--- DATASET RECORDS ---

//! Error types for the Observer server.
//!
//! [`ObserverError`] converts into an Axum HTTP response via its
//! [`IntoResponse`](axum::response::IntoResponse) implementation.

use axum::http::StatusCode;
use axum::response::{IntoResponse, Response};

/// Errors that can occur in the Observer API layer.
#[derive(Debug, thiserror::Error)]
pub enum ObserverError {
    /// The requested resource was not found.
    #[error("not found: {0}")]
    NotFound(String),

    /// The simulation has not produced the requested data yet.
    #[error("not ready: {0}")]
    NotReady(String),
}

impl IntoResponse for ObserverError {
    fn into_response(self) -> Response {
        let (status, message) = match &self {
            Self::NotFound(msg) => (StatusCode::NOT_FOUND, msg.clone()),
            Self::NotReady(msg) => (StatusCode::SERVICE_UNAVAILABLE, msg.clone()),
        };

        let body = serde_json::json!({
            "error": message,
            "status": status.as_u16(),
        });

        (status, axum::Json(body)).into_response()
    }
}
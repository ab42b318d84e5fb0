//! Render frames: what the renderer sees of a world snapshot.
//!
//! The renderer builds a scene object the first time a key appears, updates
//! its pose on every frame where the key is present, and releases it when
//! the key is listed in [`RenderFrame::removed`].

use serde::{Deserialize, Serialize};
use ts_rs::TS;

use crate::pose::Pose;

/// What kind of body a visible object stands for.
#[derive(Debug, Clone, Copy, PartialEq, Eq, Hash, Serialize, Deserialize, TS)]
#[serde(rename_all = "snake_case")]
#[ts(export, export_to = "bindings/")]
pub enum ObjectKind {
    /// An author sphere.
    Author,
    /// A project sphere.
    Project,
    /// A contribution particle.
    Contribution,
}

/// Recipe the renderer uses to build an object on first appearance.
#[derive(Debug, Clone, PartialEq, Serialize, Deserialize, TS)]
#[ts(export, export_to = "bindings/")]
pub struct ObjectBlueprint {
    /// Body kind.
    pub kind: ObjectKind,
    /// Sphere radius before the pose scale is applied.
    pub radius: f64,
    /// Project whose colour tints the object, if any.
    pub color_of: Option<String>,
    /// Avatar texture name for authors.
    pub avatar: Option<String>,
    /// Opacity in `[0, 1]`.
    pub opacity: f64,
}

/// One object of a render frame.
#[derive(Debug, Clone, PartialEq, Serialize, Deserialize, TS)]
#[ts(export, export_to = "bindings/")]
pub struct VisibleObject {
    /// Stable identity; the same key across frames is the same object.
    pub key: String,
    /// Build recipe, only meaningful the first time the key is seen.
    pub blueprint: ObjectBlueprint,
    /// Full transform for this frame.
    pub pose: Pose,
    /// Label to display next to the object.
    pub text: Option<String>,
}

/// Everything the renderer needs for one tick.
#[derive(Debug, Clone, PartialEq, Default, Serialize, Deserialize, TS)]
#[ts(export, export_to = "bindings/")]
pub struct RenderFrame {
    /// Simulation time of the underlying snapshot.
    pub tick_ms: u64,
    /// Source timestamp of the snapshot, for the date display.
    pub real_world_ts: Option<i64>,
    /// Objects alive this tick.
    pub objects: Vec<VisibleObject>,
    /// Keys present in an earlier frame and gone from this one.
    pub removed: Vec<String>,
}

---

Each line from the start of the records through the line holding "let (status, message)" must be returned exactly; nothing else belongs in the answer.

//! Error types for the Observer server.
//!
//! [`ObserverError`] converts into an Axum HTTP response via its
//! [`IntoResponse`](axum::response::IntoResponse) implementation.

use axum::http::StatusCode;
use axum::response::{IntoResponse, Response};

/// Errors that can occur in the Observer API layer.
#[derive(Debug, thiserror::Error)]
pub enum ObserverError {
    /// The requested resource was not found.
    #[error("not found: {0}")]
    NotFound(String),

    /// The simulation has not produced the requested data yet.
    #[error("not ready: {0}")]
    NotReady(String),
}

impl IntoResponse for ObserverError {
    fn into_response(self) -> Response {
        let (status, message) = match &self {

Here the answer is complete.